Danjiri Matsuri Festival, Japan

This is a festival that is all about sheer male rivalry. Danjiri are large wooden carts (danjiri guruma) in the shape of a shrine or temple. The carts, often being crafted out of wood, are very ornate, with elaborate carvings. Towns with danjiri festivals in them have different neighborhoods, each with their own guild responsible for maintaining their own danjiri cart. The cart is kept in storage for most of the year. As the festival approaches, the danjiri cart is prepared with elaborate flower arrangements, prayer cards, ornaments, and religious consecrations. It is believed that spirits or gods reside in the danjiri. The person on the roof of the Danjiri cart controls the direction of movement. The cart is pulled so fast and with such sharp and sudden swerves that people on top have been known to fall off and get seriously injured.

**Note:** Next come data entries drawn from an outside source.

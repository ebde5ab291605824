//! Static-text tool mounts.
//!
//! Prompt tools do no work themselves: every call returns the stored
//! instructions followed by the caller's input, serialized as JSON after an
//! `input: ` marker so text-only consumers can recover it.

use serde_json::Value;
use std::path::PathBuf;

use super::MountContext;
use crate::domains::tools::mounted::{JsonObject, MountedTool, Runner};
use crate::domains::tools::validation::ToolDescriptor;

/// Prefix of every static-text result.
pub const PROMPT_TOOL_RESPONSE_HINT: &str = "Tool behavior: this tool does not execute the task. \
     It only returns instructions for you (the calling LM) to follow using other tools.";

/// Hint attached to every static-text tool registration.
pub const PROMPT_TOOL_META_HINT: &str =
    "Prompt/markdown tool: treat `text` as execution instructions, not a final answer.";

/// Marker preceding the serialized input in `text`.
pub const INPUT_MARKER: &str = "input: ";

/// Copy of `value` with every object's keys in sorted order.
fn canonicalize(value: &Value) -> Value {
    match value {
        Value::Object(map) => {
            let mut entries: Vec<_> = map.iter().collect();
            entries.sort_by(|a, b| a.0.cmp(b.0));
            Value::Object(
                entries
                    .into_iter()
                    .map(|(k, v)| (k.clone(), canonicalize(v)))
                    .collect(),
            )
        }
        Value::Array(items) => Value::Array(items.iter().map(canonicalize).collect()),
        other => other.clone(),
    }
}

/// Compact JSON with sorted keys.
pub fn canonical_json(payload: &Value) -> String {
    canonicalize(payload).to_string()
}

/// Render the `text` field for one call.
pub fn render_prompt(prompt_text: &str, payload: &Value) -> String {
    let input_json = canonical_json(payload);
    format!(
        "{}\n\n{}\n\n---\n{}{}",
        PROMPT_TOOL_RESPONSE_HINT, prompt_text, INPUT_MARKER, input_json
    )
}

/// Build a mounted tool that returns `prompt_text` for every call.
pub fn build_text_prompt_mount(
    tool: &ToolDescriptor,
    prompt_text: String,
    source_path: PathBuf,
) -> MountedTool {
    let kind = tool.tool_type;
    let runner = Runner::new(move |input, _stack| {
        let payload = input.into_value();
        let mut result = JsonObject::new();
        result.insert(
            "text".to_string(),
            Value::String(render_prompt(&prompt_text, &payload)),
        );
        result.insert("input".to_string(), payload);
        result.insert("type".to_string(), Value::String(kind.as_str().to_string()));
        Ok(result)
    });

    let mut meta = JsonObject::new();
    meta.insert(
        "prompt_tool_hint".to_string(),
        Value::String(PROMPT_TOOL_META_HINT.to_string()),
    );

    MountedTool {
        name: tool.name.clone(),
        description: tool.description.clone(),
        inputs_desc: tool.inputs().cloned(),
        outputs_desc: tool.outputs().cloned(),
        meta,
        runner,
        source: tool.field("source").cloned().unwrap_or(Value::Null),
        source_path,
    }
}

/// Build one inline prompt tool; `source` is the prompt text itself.
pub fn build_prompt_mount(tool: &ToolDescriptor, ctx: &MountContext<'_>) -> Option<MountedTool> {
    let Some(source) = tool.string_field("source") else {
        (ctx.log)(&format!(
            "[mcp-server] tool {} missing source for {}",
            tool.name, tool.tool_type
        ));
        return None;
    };
    Some(build_text_prompt_mount(
        tool,
        source.to_string(),
        ctx.spec_path.to_path_buf(),
    ))
}

#[cfg(test)]
mod tests {
    use super::*;
    use crate::core::config::MountingConfig;
    use crate::domains::tools::dispatcher::{CallStack, DEFAULT_MAX_CALL_DEPTH, Dispatcher};
    use crate::domains::tools::mounted::{LogFn, ToolInput};
    use crate::domains::tools::validation::validate_tool_spec;
    use serde_json::json;
    use std::path::Path;
    use std::sync::{Arc, Mutex};

    fn descriptor(value: Value) -> ToolDescriptor {
        match value {
            Value::Object(map) => validate_tool_spec(&map).unwrap(),
            _ => panic!("expected object"),
        }
    }

    fn mount_inline(value: Value) -> (Option<MountedTool>, Vec<String>) {
        let lines = Arc::new(Mutex::new(Vec::new()));
        let sink = lines.clone();
        let log: LogFn = Arc::new(move |m: &str| sink.lock().unwrap().push(m.to_string()));
        let dispatcher = Dispatcher::unsealed(DEFAULT_MAX_CALL_DEPTH);
        let settings = MountingConfig::default();
        let ctx = MountContext {
            spec_path: Path::new("/tools/guide/TOOL.yaml"),
            dispatcher: &dispatcher,
            log: &log,
            settings: &settings,
        };
        let mounted = build_prompt_mount(&descriptor(value), &ctx);
        let lines = lines.lock().unwrap().clone();
        (mounted, lines)
    }

    #[test]
    fn test_inline_prompt_round_trips_input() {
        let (mounted, _) = mount_inline(json!({
            "name": "guide", "type": "prompt", "source": "hello"
        }));
        let mounted = mounted.unwrap();
        assert_eq!(mounted.source_path, Path::new("/tools/guide/TOOL.yaml"));

        let input = json!({"topic": "rust", "nested": {"b": 2, "a": [1, null]}, "flag": true});
        let result = mounted
            .runner
            .call(ToolInput::object(input.clone()).unwrap(), &CallStack::root())
            .unwrap();

        assert_eq!(result.get("input"), Some(&input));
        assert_eq!(result.get("type"), Some(&json!("static-inline-text")));

        let text = result.get("text").and_then(|v| v.as_str()).unwrap();
        assert!(text.starts_with(PROMPT_TOOL_RESPONSE_HINT));
        assert!(text.contains("hello"));
        let suffix = text.rsplit_once(INPUT_MARKER).unwrap().1;
        let recovered: Value = serde_json::from_str(suffix).unwrap();
        assert_eq!(recovered, input);
        assert!(text.ends_with(
            r#"input: {"flag":true,"nested":{"a":[1,null],"b":2},"topic":"rust"}"#
        ));
    }

    #[test]
    fn test_absent_input_echoes_empty_object() {
        let (mounted, _) = mount_inline(json!({
            "name": "guide", "type": "prompt", "source": "hello"
        }));
        let result = mounted
            .unwrap()
            .runner
            .call(ToolInput::Absent, &CallStack::root())
            .unwrap();
        assert_eq!(result.get("input"), Some(&json!({})));
        let text = result.get("text").and_then(|v| v.as_str()).unwrap();
        assert!(text.ends_with("---\ninput: {}"));
    }

    #[test]
    fn test_string_input_echoed_verbatim() {
        let (mounted, _) = mount_inline(json!({
            "name": "guide", "type": "prompt", "source": "hello"
        }));
        let result = mounted
            .unwrap()
            .runner
            .call(ToolInput::Text("go".into()), &CallStack::root())
            .unwrap();
        assert_eq!(result.get("input"), Some(&json!("go")));
        let text = result.get("text").and_then(|v| v.as_str()).unwrap();
        assert!(text.ends_with("---\ninput: \"go\""));
    }

    #[test]
    fn test_meta_hint_attached() {
        let (mounted, _) = mount_inline(json!({
            "name": "guide", "type": "prompt", "source": "hello", "description": "Guide"
        }));
        let mounted = mounted.unwrap();
        assert_eq!(mounted.description, "Guide");
        assert_eq!(
            mounted.meta.get("prompt_tool_hint"),
            Some(&json!(PROMPT_TOOL_META_HINT))
        );
    }

    #[test]
    fn test_missing_source_logged_and_skipped() {
        let (mounted, lines) = mount_inline(json!({"name": "guide", "type": "prompt"}));
        assert!(mounted.is_none());
        assert_eq!(lines.len(), 1);
        assert!(lines[0].contains("guide missing source"));

        let (mounted, _) = mount_inline(json!({
            "name": "guide", "type": "prompt", "source": "   "
        }));
        assert!(mounted.is_none());
    }
}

Yanshui Beehive Rockets Festival, Taiwan

The event consists of a circuit around the outskirts of the town by palanquins, each symbolically armed to the teeth, with thousands of local inhabitants and visitors clustered around them as they slowly wind their way through the streets. When the line of palanquins comes up to the residential gate of a business, the lead one sets up a large or small “gun deck” (also called a “gun wall”) on the street and then lights the fuse. The “gun deck” consists of thousands of rockets that ignite all at the same time, creating a deafening, bee-like sound that fills the air as sparks fly in all directions. People believe the “baptism of fireworks” gets rid of calamity and troubles, sweeps away noxious influences and brings increasing good fortune in the new year. Due to the random nature of rockets and the proximity, people often get injured though they’re wearing fireproof jackets and helmets.

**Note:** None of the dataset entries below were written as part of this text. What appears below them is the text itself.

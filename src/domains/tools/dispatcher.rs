//! Nested-call dispatcher.
//!
//! Script tools reach other mounted tools only through [`Dispatcher::call`].
//! The catalog behind it is written once, when the registry finishes its
//! discovery pass, and is read without locking afterwards.

use std::collections::HashMap;
use std::sync::{Arc, OnceLock};
use tracing::debug;

use super::error::ToolError;
use super::mounted::{JsonObject, Runner, ToolInput};

/// Published name to runner.
pub type Catalog = HashMap<String, Runner>;

/// Default limit on nested tool calls.
pub const DEFAULT_MAX_CALL_DEPTH: usize = 16;

/// Names of the tools currently executing, outermost first.
#[derive(Debug, Clone, Default, PartialEq, Eq)]
pub struct CallStack {
    frames: Vec<String>,
}

impl CallStack {
    /// An empty stack, used for calls arriving from the host.
    pub fn root() -> Self {
        Self::default()
    }

    /// A new stack with `name` entered on top.
    pub fn enter(&self, name: &str) -> Self {
        let mut frames = self.frames.clone();
        frames.push(name.to_string());
        Self { frames }
    }

    pub fn depth(&self) -> usize {
        self.frames.len()
    }

    pub fn contains(&self, name: &str) -> bool {
        self.frames.iter().any(|frame| frame == name)
    }

    /// Render the chain ending in `next`, e.g. `a -> b -> a`.
    fn chain_to(&self, next: &str) -> String {
        self.frames
            .iter()
            .map(String::as_str)
            .chain(std::iter::once(next))
            .collect::<Vec<_>>()
            .join(" -> ")
    }
}

/// Looks up mounted tools by published name and invokes them.
#[derive(Debug, Clone)]
pub struct Dispatcher {
    catalog: Arc<OnceLock<Catalog>>,
    max_depth: usize,
}

impl Dispatcher {
    /// A dispatcher whose catalog will be sealed later by the registry.
    pub(crate) fn unsealed(max_depth: usize) -> Self {
        Self {
            catalog: Arc::new(OnceLock::new()),
            max_depth: max_depth.max(1),
        }
    }

    /// Publish the finished catalog. Only the first call succeeds.
    pub(crate) fn seal(&self, catalog: Catalog) -> Result<(), ToolError> {
        self.catalog
            .set(catalog)
            .map_err(|_| ToolError::internal("tool catalog already sealed"))
    }

    pub fn is_sealed(&self) -> bool {
        self.catalog.get().is_some()
    }

    pub fn max_depth(&self) -> usize {
        self.max_depth
    }

    /// Whether a tool is published under `name`.
    pub fn contains(&self, name: &str) -> bool {
        self.catalog
            .get()
            .is_some_and(|catalog| catalog.contains_key(name))
    }

    /// Sorted published names.
    pub fn names(&self) -> Vec<String> {
        let mut names: Vec<String> = self
            .catalog
            .get()
            .map(|catalog| catalog.keys().cloned().collect())
            .unwrap_or_default();
        names.sort();
        names
    }

    /// Invoke the tool published as `name` and return its result unchanged.
    ///
    /// `stack` holds the tools already executing on this call path.
    pub fn call(
        &self,
        name: &str,
        input: ToolInput,
        stack: &CallStack,
    ) -> Result<JsonObject, ToolError> {
        let runner = self
            .catalog
            .get()
            .and_then(|catalog| catalog.get(name))
            .ok_or_else(|| ToolError::unknown_tool(name))?;

        if stack.contains(name) {
            return Err(ToolError::CycleDetected {
                chain: stack.chain_to(name),
            });
        }
        if stack.depth() >= self.max_depth {
            return Err(ToolError::DepthExceeded(self.max_depth));
        }

        debug!(tool = name, depth = stack.depth(), "dispatching tool call");
        runner.call(input, stack)
    }
}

Cooper’s Hill Cheese-Rolling and Wake, England

Who knew cheese could be dangerous? Trust the English to do something as ridiculous as this. From the top of the hill a 9 lb round of Double Gloucester cheese is rolled, and competitors start racing down the hill after it. The first person over the finish line at the bottom of the hill wins the cheese. In theory, competitors are aiming to catch the cheese; however, it has around a one-second head start and can reach speeds up to 70 mph (112 km/h), enough to knock over and injure a spectator. In the 2013 competition, a foam replica replaced the actual cheese for reasons of safety. The winner was given the prize after the competition. Every year there are multiple injuries of varying intensities, with the obvious risk of Jack falling down and breaking his crown, though there haven’t been any fatalities yet.